You are asked to filter the data below and copy every line holding "bearer".

── TASK INPUTS

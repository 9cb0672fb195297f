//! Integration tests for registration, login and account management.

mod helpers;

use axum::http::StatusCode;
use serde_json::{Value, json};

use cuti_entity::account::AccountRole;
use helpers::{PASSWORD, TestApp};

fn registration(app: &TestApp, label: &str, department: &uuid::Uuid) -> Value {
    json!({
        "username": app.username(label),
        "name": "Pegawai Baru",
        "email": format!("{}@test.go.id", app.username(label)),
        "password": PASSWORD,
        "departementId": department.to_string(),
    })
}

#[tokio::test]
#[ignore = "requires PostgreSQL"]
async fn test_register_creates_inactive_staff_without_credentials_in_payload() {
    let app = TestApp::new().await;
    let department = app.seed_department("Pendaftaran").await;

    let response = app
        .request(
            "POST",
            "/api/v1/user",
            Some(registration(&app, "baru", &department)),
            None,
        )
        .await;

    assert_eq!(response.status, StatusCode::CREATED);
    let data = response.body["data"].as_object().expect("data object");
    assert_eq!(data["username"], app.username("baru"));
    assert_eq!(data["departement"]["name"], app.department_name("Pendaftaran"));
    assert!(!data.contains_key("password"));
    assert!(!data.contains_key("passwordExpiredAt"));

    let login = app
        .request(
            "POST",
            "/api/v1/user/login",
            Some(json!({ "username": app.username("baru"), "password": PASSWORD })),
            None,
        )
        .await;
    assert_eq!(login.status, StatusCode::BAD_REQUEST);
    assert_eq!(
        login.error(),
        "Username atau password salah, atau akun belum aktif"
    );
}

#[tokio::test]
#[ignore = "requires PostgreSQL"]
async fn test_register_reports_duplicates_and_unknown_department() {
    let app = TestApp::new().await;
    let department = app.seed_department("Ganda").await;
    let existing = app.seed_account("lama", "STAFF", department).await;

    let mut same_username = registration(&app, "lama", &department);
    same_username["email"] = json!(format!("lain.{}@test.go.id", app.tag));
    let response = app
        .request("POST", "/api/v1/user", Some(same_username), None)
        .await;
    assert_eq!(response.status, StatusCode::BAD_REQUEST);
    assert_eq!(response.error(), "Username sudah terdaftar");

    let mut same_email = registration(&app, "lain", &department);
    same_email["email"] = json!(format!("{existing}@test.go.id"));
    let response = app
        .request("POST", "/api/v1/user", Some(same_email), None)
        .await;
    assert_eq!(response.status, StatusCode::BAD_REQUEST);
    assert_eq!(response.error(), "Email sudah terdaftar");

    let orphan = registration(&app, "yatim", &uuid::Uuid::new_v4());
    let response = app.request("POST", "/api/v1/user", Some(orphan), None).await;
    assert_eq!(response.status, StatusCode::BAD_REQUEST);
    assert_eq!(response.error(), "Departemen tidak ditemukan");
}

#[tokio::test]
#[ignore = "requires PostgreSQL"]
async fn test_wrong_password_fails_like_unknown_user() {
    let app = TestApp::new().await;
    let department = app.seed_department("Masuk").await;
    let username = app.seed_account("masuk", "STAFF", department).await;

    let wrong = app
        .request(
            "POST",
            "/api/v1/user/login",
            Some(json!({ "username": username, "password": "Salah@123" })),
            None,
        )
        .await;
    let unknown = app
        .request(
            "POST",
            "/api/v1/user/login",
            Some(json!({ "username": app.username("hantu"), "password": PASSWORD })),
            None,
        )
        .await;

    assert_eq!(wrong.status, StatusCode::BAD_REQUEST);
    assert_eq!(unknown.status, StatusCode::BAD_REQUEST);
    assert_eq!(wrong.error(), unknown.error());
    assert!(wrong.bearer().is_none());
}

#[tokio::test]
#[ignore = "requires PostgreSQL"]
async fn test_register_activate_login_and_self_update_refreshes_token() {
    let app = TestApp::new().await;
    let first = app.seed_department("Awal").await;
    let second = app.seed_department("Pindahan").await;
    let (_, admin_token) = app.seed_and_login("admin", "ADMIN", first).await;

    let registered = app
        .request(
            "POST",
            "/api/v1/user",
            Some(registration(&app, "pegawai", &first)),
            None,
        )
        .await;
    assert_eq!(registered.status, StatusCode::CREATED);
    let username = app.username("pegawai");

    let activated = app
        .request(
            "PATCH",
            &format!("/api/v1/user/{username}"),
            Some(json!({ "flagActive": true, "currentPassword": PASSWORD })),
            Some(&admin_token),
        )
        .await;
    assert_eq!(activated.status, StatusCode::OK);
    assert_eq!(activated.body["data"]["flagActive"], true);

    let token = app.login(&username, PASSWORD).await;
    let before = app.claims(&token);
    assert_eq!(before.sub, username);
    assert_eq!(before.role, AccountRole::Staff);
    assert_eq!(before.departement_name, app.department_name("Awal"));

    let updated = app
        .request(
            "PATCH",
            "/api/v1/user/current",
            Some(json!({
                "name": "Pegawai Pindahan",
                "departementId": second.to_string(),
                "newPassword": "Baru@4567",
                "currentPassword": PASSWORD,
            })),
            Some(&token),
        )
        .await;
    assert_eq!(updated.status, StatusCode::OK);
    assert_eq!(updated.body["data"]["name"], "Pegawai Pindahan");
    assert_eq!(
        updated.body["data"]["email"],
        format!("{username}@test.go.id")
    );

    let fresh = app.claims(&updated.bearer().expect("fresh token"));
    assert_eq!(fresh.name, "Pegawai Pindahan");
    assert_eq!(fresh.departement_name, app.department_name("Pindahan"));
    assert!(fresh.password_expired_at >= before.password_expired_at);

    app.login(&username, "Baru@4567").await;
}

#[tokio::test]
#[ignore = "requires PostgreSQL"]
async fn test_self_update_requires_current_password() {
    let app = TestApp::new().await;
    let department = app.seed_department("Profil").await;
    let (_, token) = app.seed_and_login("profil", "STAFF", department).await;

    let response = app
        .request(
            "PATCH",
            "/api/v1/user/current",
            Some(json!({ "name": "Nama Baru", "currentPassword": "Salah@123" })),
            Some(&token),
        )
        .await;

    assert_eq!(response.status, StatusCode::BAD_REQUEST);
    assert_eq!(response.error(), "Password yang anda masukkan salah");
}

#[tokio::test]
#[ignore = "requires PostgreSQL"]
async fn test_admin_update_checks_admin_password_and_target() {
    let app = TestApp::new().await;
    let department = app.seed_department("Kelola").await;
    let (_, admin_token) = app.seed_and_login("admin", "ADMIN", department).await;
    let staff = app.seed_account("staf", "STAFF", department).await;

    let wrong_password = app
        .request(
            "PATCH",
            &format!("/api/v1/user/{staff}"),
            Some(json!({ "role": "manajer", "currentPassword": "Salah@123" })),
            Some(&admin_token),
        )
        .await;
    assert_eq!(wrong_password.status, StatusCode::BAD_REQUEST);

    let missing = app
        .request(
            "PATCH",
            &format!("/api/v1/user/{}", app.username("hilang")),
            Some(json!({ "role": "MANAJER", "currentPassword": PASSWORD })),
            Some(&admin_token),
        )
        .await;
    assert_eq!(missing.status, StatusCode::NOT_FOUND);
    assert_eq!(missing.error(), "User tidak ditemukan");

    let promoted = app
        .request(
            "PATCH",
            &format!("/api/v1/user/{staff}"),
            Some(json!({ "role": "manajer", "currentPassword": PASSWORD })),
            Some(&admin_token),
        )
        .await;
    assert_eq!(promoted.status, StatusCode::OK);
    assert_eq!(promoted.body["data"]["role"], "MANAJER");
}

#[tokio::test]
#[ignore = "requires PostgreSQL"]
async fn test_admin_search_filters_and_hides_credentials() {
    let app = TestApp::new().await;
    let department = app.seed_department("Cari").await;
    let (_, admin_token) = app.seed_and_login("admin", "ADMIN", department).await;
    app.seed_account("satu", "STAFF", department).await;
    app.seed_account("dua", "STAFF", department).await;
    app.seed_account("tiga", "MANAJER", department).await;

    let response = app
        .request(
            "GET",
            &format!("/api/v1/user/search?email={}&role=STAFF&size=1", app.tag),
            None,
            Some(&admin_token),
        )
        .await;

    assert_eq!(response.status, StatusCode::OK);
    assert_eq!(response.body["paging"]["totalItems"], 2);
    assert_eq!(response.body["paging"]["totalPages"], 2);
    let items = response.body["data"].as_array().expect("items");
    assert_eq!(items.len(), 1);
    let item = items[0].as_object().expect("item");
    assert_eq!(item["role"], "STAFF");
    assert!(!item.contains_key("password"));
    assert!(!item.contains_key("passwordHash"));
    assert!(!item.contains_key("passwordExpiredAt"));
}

────

**ANSWER SECTION:**
    assert!(wrong.bearer().is_none());
    let fresh = app.claims(&updated.bearer().expect("fresh token"));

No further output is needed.